Liopardo » Petete Potemkin

Liopardo

¿Qué pasaría si todos nos llamásemos Beverly?

¿Qué pasaría si todos nos llamásemos Beverly?

Imagen no disponible

Montaje Imagen no disponible

Publicidad

¿Igualdad o respeto a la diversidad? Esta pregunta lleva dividiendo a la humanidad desde que dejó de ser una burbuja en la charca primigenia. Por un lado están quienes defienden que todos debemos ser iguales. Hay que reconocer que sería práctico. Si todos nos llamásemos Beverly (una idea de Scott Adams, un señor que de más joven (más joven yo) era divertidísimo) ahorraríamos un 75% de actividad mental. Adiós a recordar nombres como Kevin, Usnavy o Milan.

Imagen no disponible
Imagen no disponible | Montaje

Por otra parte está la defensa de la diversidad. Parece una buena idea, hasta que te visita alguien realmente distinto.

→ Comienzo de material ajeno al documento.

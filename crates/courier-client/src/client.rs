//! The caller-facing client handle.
//!
//! [`CourierClient`] is a cheap, cloneable handle to one connection actor;
//! construct it once at application startup and pass clones to every
//! consumer. Dropping the last handle shuts the actor down.

use std::sync::Arc;

use courier_transport::Connector;
use serde::Serialize;
use tokio::sync::{mpsc, oneshot, watch};

use crate::config::ClientConfig;
use crate::connection::{Command, ConnectionActor, ConnectionState};
use crate::credentials::{CredentialSource, NoCredentials};
use crate::error::ClientError;
use crate::handler::HandlerRef;
use crate::registry::TopicRegistry;
use crate::subscription::SubscriptionTable;
use crate::topic::{DestinationScheme, Topic, TopicPrefixScheme};

/// Builder for [`CourierClient`].
pub struct ClientBuilder {
    config: ClientConfig,
    connector: Option<Arc<dyn Connector>>,
    scheme: Arc<dyn DestinationScheme>,
    credentials: Arc<dyn CredentialSource>,
}

impl ClientBuilder {
    fn new() -> Self {
        Self {
            config: ClientConfig::default(),
            connector: None,
            scheme: Arc::new(TopicPrefixScheme::default()),
            credentials: Arc::new(NoCredentials),
        }
    }

    /// Set the client configuration.
    #[must_use]
    pub fn config(mut self, config: ClientConfig) -> Self {
        self.config = config;
        self
    }

    /// Set the transport connector.
    #[must_use]
    pub fn connector(mut self, connector: Arc<dyn Connector>) -> Self {
        self.connector = Some(connector);
        self
    }

    /// Set the topic-to-destination scheme.
    #[must_use]
    pub fn destination_scheme(mut self, scheme: Arc<dyn DestinationScheme>) -> Self {
        self.scheme = scheme;
        self
    }

    /// Set the credential source consulted at connect time.
    #[must_use]
    pub fn credentials(mut self, credentials: Arc<dyn CredentialSource>) -> Self {
        self.credentials = credentials;
        self
    }

    /// Spawn the connection actor and return its handle.
    ///
    /// Must be called from within a Tokio runtime.
    #[must_use]
    pub fn spawn(self) -> CourierClient {
        #[cfg(feature = "websocket")]
        let connector = self.connector.unwrap_or_else(|| {
            Arc::new(courier_transport::WebSocketConnector::default())
        });
        #[cfg(not(feature = "websocket"))]
        let connector = self
            .connector
            .expect("a connector is required without the websocket feature");

        let registry = Arc::new(TopicRegistry::new());
        let table = Arc::new(SubscriptionTable::new());
        let (commands_tx, commands_rx) = mpsc::unbounded_channel();
        let (state_tx, state_rx) = watch::channel(ConnectionState::Disconnected);

        let actor = ConnectionActor::new(
            self.config,
            connector,
            self.scheme,
            self.credentials,
            Arc::clone(&registry),
            Arc::clone(&table),
            state_tx,
            commands_rx,
        );
        tokio::spawn(actor.run());

        CourierClient {
            commands: commands_tx,
            state: state_rx,
            registry,
        }
    }
}

/// Handle to a Courier connection.
///
/// All methods are safe to call from any task; calls are serialized through
/// the connection actor's mailbox.
#[derive(Clone)]
pub struct CourierClient {
    commands: mpsc::UnboundedSender<Command>,
    state: watch::Receiver<ConnectionState>,
    registry: Arc<TopicRegistry>,
}

impl CourierClient {
    /// Start building a client.
    #[must_use]
    pub fn builder() -> ClientBuilder {
        ClientBuilder::new()
    }

    /// Connect to the broker, or return immediately if already connected.
    ///
    /// Concurrent calls are coalesced onto one attempt and share its
    /// outcome. On success the previous subscriptions are already replayed
    /// by the time this resolves.
    ///
    /// # Errors
    ///
    /// Returns the handshake or transport failure of the attempt.
    pub async fn connect(&self) -> Result<(), ClientError> {
        let (reply_tx, reply_rx) = oneshot::channel();
        self.commands
            .send(Command::Connect { reply: reply_tx })
            .map_err(|_| ClientError::Closed)?;
        reply_rx.await.map_err(|_| ClientError::Closed)?
    }

    /// Disconnect and cancel any scheduled reconnect attempts.
    ///
    /// Registered handlers are kept; a later [`connect`](Self::connect)
    /// replays them onto fresh wire subscriptions.
    pub fn disconnect(&self) {
        let _ = self.commands.send(Command::Disconnect);
    }

    /// Register a handler for a topic.
    ///
    /// Never fails and never blocks: when not connected, the registration
    /// is recorded and wired in on the next successful connect. Multiple
    /// handlers share one wire subscription per topic; re-registering the
    /// same handler is a no-op.
    pub fn subscribe(&self, topic: impl Into<Topic>, handler: HandlerRef) {
        let _ = self.commands.send(Command::Subscribe {
            topic: topic.into(),
            handler,
        });
    }

    /// Remove a handler from a topic.
    ///
    /// When the last handler for the topic is removed, its wire
    /// subscription is closed. Unknown topics and unknown handlers are
    /// no-ops.
    pub fn unsubscribe(&self, topic: impl Into<Topic>, handler: &HandlerRef) {
        let _ = self.commands.send(Command::Unsubscribe {
            topic: topic.into(),
            handler: Arc::clone(handler),
        });
    }

    /// Publish a message to a destination (fire-and-forget).
    ///
    /// The client neither queues nor retries; retry policy belongs to the
    /// caller.
    ///
    /// # Errors
    ///
    /// Returns [`ClientError::NotConnected`] when there is no live
    /// connection, and [`ClientError::Encode`] if the payload cannot be
    /// serialized.
    pub async fn publish<T>(
        &self,
        destination: impl Into<String>,
        message: &T,
    ) -> Result<(), ClientError>
    where
        T: Serialize + ?Sized,
    {
        let body = serde_json::to_vec(message).map_err(|e| ClientError::Encode(e.to_string()))?;
        let (reply_tx, reply_rx) = oneshot::channel();
        self.commands
            .send(Command::Publish {
                destination: destination.into(),
                body,
                reply: reply_tx,
            })
            .map_err(|_| ClientError::Closed)?;
        reply_rx.await.map_err(|_| ClientError::Closed)?
    }

    /// Current connection state.
    #[must_use]
    pub fn state(&self) -> ConnectionState {
        *self.state.borrow()
    }

    /// Check if the client currently holds a live connection.
    #[must_use]
    pub fn is_connected(&self) -> bool {
        self.state() == ConnectionState::Connected
    }

    /// Watch connection state changes.
    #[must_use]
    pub fn state_changes(&self) -> watch::Receiver<ConnectionState> {
        self.state.clone()
    }

    /// Topics with at least one registered handler.
    #[must_use]
    pub fn active_topics(&self) -> Vec<Topic> {
        self.registry.topics()
    }
}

Hace poco, el presidente de Irán, un país que al parecer existe, visitó el Vaticano, un país que no es de este mundo pero que sin duda existe. Para preparar la visita, en el Vaticano cubrieron un montón de desnudos escultóricos antiguos con cajas, pues se conoce que en Irán la desnudez provoca daños a la vista. Hay que subrayar que Irán es un lugar muy curioso. Antes se llamaba Persia, pero son gente que se cansa enseguida de los nombres y lo cambiaron (ojalá lo hubiesen llamado Beverly). En Irán lo que excita a la población es la ropa. Pese a ser un territorio sometido a altas temperaturas, la gente lleva encima montones de ropa. Incluso debajo de la ropa llevan ropa. Un iraní tarda de media un par de horas en desnudarse; al terminar queda un ovillo de lana, que se mete tranquilamente en la ducha. En el Vaticano saben mucho latín y poco de Irán. En lugar de cubrir las esculturas con gruesos jerséis y amplias túnicas, las encerraron en aparatosas cajas. Me imagino al presidente iraní al volver a su país comentando que esa gente es rarísima, que sienten una pulsión enfermiza por las cajas y que cuánto daño ha hecho a occidente el cubismo. Así, pues, gestionar la diversidad tiene dos problemas: requiere más comprensión y esfuerzo y los resultados no están garantizados. Puedes acabar con un montón de cajas y un señor al que se le escapa la risa por debajo del bigote y de seis capas de ropa. En cambio, la igualdad solo tiene un pequeño problema: es absurda. Mi elección está clara.